EXERCISE OBJECTIVE
Return all lines from the entries below in which the word "stores" is present.

Dataset entries
★ ★ ★
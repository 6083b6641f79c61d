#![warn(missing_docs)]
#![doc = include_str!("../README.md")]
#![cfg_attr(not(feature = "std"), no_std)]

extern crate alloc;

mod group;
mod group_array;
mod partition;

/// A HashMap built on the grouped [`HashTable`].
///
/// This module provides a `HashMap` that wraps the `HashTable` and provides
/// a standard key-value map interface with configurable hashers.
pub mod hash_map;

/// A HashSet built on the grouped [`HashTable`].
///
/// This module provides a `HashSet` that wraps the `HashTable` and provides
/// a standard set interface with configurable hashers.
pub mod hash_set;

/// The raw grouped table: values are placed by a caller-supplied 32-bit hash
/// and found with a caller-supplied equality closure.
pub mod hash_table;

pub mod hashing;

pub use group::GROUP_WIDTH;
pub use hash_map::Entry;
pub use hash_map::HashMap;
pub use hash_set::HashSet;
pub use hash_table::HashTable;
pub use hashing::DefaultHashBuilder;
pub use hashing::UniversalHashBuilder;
★ ★ ★
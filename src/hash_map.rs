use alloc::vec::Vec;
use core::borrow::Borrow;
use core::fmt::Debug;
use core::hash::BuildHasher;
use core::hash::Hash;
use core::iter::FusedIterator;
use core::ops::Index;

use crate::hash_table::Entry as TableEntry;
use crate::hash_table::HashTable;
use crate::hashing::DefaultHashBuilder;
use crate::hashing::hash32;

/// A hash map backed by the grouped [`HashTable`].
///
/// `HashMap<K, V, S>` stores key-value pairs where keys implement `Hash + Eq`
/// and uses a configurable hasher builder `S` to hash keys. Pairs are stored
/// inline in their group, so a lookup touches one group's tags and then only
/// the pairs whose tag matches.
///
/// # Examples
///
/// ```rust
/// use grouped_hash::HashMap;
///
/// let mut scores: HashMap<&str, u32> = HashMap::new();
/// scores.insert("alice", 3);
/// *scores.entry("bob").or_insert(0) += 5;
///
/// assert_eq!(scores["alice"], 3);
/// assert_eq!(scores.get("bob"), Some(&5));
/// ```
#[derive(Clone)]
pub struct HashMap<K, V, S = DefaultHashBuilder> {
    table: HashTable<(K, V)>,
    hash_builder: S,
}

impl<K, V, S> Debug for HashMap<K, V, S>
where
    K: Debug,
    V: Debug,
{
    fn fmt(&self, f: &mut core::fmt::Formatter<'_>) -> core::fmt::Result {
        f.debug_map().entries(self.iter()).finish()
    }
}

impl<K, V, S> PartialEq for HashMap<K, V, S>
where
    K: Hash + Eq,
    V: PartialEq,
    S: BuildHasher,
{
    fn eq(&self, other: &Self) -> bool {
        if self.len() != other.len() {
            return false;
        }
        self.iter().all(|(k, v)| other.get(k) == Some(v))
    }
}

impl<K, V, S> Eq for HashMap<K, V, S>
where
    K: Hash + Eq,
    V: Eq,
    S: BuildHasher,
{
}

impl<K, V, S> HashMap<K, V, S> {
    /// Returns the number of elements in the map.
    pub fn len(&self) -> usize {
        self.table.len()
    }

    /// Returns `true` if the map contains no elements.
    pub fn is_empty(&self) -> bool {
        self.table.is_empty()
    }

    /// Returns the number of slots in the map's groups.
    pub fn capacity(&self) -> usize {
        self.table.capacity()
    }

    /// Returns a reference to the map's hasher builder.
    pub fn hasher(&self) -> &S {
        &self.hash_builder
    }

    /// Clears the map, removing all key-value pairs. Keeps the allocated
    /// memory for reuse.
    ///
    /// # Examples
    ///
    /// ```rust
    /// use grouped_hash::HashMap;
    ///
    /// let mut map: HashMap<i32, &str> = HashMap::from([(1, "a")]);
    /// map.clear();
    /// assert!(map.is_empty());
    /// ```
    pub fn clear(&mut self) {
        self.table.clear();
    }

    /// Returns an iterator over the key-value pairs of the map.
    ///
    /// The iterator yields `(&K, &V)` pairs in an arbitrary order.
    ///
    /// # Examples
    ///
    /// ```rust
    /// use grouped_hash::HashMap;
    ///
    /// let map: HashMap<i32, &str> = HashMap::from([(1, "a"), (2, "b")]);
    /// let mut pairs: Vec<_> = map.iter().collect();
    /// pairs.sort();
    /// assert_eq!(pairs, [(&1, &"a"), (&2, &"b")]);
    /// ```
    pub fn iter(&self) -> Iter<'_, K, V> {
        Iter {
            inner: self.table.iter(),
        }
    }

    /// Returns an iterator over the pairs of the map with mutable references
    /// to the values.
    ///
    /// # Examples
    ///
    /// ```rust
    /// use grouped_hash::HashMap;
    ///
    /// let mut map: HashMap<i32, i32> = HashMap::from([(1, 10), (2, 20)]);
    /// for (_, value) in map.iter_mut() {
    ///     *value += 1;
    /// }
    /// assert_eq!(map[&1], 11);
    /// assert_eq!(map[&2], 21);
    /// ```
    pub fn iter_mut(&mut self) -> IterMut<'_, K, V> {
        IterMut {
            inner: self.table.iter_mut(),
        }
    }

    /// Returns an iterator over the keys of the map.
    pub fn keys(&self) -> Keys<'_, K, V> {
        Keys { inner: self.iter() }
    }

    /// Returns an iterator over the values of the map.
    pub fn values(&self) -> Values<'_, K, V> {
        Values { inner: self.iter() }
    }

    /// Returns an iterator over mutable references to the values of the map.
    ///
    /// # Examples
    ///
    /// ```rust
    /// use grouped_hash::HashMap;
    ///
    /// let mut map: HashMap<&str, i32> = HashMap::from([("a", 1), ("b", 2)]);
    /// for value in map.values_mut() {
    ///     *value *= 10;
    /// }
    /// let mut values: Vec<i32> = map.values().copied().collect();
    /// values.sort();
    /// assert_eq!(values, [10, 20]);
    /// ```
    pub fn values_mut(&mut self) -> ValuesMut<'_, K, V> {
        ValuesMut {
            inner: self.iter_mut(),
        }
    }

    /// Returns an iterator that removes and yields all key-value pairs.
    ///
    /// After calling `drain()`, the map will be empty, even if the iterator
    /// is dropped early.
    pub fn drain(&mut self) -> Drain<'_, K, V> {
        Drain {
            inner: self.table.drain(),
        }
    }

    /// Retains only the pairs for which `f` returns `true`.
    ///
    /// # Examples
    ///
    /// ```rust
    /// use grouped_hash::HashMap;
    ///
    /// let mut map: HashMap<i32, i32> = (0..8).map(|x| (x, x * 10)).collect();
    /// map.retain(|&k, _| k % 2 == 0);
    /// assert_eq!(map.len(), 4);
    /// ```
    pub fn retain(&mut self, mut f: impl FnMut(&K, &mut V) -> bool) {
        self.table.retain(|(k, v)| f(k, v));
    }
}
★ ★ ★
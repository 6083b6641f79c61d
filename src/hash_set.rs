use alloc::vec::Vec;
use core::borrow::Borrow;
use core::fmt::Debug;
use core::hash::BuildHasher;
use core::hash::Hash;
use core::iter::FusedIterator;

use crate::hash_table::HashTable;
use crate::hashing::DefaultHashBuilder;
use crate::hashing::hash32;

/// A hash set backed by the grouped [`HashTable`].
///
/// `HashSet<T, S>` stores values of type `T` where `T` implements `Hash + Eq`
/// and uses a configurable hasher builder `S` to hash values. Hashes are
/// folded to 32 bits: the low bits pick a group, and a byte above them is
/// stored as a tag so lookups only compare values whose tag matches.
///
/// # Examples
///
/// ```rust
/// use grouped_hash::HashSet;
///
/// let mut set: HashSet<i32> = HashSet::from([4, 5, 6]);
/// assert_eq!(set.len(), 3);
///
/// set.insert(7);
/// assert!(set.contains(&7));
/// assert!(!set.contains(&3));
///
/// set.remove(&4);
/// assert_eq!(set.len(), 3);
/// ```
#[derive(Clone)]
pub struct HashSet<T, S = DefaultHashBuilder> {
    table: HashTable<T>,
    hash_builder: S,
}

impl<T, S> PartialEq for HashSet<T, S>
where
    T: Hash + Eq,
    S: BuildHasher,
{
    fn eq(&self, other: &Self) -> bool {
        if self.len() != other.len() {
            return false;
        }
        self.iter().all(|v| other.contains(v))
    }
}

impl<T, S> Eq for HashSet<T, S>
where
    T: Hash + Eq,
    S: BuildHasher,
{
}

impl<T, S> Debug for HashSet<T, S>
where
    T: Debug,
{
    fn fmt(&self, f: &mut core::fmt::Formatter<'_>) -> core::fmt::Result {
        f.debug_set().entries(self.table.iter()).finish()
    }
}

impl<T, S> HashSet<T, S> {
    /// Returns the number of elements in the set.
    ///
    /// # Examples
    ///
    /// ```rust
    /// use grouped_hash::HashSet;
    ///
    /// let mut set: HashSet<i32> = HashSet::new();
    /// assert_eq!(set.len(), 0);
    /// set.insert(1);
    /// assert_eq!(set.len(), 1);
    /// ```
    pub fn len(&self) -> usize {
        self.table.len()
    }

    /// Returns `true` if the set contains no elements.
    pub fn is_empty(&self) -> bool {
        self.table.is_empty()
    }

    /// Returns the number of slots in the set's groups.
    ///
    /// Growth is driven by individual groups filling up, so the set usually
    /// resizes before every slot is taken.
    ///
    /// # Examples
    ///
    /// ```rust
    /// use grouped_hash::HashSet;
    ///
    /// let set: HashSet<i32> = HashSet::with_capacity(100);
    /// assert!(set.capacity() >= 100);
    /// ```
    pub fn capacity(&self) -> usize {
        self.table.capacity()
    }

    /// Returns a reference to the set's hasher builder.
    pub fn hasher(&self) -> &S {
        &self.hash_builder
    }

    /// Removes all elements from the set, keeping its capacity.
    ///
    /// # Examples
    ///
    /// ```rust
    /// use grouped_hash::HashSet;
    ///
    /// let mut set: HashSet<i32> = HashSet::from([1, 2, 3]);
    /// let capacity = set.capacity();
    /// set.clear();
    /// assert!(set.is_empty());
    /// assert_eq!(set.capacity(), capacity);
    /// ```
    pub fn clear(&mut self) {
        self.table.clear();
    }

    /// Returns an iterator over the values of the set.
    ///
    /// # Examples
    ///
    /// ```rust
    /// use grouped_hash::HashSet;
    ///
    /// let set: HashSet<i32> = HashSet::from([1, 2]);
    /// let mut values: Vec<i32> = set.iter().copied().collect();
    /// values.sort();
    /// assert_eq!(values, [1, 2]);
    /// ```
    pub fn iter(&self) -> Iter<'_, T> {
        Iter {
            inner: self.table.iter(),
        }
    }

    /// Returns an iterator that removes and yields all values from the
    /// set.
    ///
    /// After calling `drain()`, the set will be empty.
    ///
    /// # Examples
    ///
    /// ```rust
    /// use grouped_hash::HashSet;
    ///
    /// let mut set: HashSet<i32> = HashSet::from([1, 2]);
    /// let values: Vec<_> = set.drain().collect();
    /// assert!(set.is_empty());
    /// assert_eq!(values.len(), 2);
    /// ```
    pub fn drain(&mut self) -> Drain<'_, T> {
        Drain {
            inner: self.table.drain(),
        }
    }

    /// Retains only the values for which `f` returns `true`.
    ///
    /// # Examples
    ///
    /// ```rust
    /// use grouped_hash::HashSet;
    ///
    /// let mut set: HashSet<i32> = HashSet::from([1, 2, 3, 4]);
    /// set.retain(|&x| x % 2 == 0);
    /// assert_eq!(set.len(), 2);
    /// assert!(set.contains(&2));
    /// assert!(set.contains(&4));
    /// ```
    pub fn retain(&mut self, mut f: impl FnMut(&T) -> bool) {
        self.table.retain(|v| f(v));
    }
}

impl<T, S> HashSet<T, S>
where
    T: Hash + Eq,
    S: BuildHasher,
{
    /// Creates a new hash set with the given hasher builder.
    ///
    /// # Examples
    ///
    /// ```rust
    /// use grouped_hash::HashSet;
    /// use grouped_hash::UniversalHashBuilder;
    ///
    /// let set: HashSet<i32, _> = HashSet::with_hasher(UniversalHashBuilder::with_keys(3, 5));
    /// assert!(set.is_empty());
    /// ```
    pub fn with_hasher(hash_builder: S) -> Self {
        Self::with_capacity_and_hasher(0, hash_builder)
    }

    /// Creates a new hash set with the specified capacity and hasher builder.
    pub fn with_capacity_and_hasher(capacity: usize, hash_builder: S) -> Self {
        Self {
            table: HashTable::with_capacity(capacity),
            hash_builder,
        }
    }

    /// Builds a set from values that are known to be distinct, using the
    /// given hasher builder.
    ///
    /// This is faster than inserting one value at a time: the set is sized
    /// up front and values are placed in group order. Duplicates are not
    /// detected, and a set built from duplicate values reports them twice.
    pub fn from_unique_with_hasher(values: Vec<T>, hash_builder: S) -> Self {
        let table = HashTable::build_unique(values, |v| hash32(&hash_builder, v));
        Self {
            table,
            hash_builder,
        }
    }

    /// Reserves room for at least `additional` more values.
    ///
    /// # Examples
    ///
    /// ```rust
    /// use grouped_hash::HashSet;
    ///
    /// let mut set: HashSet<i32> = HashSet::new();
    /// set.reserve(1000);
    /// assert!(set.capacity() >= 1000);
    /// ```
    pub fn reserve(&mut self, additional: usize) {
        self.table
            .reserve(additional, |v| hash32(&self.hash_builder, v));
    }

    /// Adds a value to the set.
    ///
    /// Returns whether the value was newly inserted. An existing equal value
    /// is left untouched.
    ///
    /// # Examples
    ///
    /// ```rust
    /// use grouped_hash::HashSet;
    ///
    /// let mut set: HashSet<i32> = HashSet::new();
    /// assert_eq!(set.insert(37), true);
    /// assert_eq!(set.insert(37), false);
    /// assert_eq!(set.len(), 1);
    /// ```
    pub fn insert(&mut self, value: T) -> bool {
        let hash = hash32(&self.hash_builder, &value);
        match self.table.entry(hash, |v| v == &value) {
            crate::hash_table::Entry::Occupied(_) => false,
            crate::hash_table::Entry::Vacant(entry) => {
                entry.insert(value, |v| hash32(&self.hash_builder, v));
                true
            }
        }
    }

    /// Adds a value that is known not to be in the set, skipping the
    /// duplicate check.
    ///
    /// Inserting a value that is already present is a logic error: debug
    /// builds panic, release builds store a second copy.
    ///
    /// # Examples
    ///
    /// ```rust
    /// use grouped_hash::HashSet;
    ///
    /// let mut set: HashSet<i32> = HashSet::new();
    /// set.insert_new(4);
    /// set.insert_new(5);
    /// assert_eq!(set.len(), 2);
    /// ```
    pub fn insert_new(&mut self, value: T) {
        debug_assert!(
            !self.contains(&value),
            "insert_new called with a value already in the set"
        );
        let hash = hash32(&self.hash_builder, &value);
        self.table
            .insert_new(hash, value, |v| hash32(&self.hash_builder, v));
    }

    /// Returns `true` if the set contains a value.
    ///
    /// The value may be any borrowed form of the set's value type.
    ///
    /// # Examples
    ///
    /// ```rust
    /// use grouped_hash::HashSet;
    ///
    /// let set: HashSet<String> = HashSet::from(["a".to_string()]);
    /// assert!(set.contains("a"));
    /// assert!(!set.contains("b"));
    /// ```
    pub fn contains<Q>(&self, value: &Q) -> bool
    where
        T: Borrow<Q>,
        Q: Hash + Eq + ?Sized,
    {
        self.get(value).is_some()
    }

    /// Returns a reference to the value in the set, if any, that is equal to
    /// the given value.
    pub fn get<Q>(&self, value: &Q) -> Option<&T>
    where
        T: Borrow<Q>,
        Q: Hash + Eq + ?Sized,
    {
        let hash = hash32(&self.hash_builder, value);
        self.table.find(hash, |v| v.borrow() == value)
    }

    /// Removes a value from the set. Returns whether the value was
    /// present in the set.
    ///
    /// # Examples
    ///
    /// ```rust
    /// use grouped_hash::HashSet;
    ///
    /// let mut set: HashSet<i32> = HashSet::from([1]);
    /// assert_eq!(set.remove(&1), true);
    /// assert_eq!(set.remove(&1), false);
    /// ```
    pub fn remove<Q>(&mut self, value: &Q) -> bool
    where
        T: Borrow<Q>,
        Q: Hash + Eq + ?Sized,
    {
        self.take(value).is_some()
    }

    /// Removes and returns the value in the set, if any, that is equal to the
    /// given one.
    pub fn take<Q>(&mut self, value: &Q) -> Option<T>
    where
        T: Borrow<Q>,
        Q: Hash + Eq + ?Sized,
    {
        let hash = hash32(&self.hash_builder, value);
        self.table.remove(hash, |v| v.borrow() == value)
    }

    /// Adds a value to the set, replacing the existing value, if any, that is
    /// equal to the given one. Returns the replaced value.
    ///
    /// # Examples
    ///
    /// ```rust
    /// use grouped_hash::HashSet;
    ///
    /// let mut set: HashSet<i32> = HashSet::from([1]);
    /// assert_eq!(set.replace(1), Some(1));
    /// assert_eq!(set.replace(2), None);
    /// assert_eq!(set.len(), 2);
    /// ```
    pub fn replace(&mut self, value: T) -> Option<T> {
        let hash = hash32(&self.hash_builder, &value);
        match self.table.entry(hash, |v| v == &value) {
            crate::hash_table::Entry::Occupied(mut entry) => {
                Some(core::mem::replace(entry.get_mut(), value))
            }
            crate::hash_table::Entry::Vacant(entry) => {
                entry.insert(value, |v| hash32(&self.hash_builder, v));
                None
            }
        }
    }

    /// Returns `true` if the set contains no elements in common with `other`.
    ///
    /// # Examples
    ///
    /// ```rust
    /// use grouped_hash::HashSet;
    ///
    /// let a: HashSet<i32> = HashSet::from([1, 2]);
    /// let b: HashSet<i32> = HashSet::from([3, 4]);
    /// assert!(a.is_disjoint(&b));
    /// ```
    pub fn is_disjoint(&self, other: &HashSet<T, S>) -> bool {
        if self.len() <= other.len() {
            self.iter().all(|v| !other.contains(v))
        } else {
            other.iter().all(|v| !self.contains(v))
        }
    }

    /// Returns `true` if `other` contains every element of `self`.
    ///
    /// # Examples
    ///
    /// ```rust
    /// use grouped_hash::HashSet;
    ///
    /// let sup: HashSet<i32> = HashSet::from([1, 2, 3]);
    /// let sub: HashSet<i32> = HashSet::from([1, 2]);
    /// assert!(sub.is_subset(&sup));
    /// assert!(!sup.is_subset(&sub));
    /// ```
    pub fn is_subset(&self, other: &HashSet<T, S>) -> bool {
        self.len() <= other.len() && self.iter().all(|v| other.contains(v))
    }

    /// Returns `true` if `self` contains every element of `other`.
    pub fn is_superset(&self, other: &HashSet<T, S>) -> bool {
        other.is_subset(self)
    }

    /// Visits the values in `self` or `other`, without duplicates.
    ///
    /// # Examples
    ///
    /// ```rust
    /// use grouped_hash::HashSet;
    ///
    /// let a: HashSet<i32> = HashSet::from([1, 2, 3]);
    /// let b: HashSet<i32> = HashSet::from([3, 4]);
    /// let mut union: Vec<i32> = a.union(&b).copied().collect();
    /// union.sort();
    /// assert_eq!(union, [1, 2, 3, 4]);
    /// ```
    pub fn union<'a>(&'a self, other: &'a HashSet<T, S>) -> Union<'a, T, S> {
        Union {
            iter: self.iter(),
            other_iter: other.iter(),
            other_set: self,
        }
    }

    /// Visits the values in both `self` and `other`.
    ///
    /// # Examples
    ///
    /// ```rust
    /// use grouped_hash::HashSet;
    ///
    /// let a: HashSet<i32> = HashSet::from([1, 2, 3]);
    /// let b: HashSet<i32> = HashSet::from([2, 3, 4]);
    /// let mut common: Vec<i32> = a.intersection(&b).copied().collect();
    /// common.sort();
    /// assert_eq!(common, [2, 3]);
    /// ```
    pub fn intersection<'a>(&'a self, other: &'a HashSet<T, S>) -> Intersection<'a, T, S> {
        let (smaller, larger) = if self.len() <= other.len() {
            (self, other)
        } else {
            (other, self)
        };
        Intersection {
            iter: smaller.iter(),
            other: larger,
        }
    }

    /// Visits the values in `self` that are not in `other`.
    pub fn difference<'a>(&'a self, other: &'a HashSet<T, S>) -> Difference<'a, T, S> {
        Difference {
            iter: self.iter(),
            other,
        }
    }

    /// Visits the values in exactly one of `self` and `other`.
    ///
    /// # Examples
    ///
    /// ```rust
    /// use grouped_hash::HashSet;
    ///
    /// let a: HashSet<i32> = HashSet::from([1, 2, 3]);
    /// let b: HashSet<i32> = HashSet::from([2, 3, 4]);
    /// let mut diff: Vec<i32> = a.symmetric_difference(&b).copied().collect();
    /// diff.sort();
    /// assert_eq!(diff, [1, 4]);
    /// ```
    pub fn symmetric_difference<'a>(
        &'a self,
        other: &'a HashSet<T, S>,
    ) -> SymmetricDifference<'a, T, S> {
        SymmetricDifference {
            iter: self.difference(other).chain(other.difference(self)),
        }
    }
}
★ ★ ★
WORKED SOLUTION
/// `HashMap<K, V, S>` stores key-value pairs where keys implement `Hash + Eq`
/// `HashSet<T, S>` stores values of type `T` where `T` implements `Hash + Eq`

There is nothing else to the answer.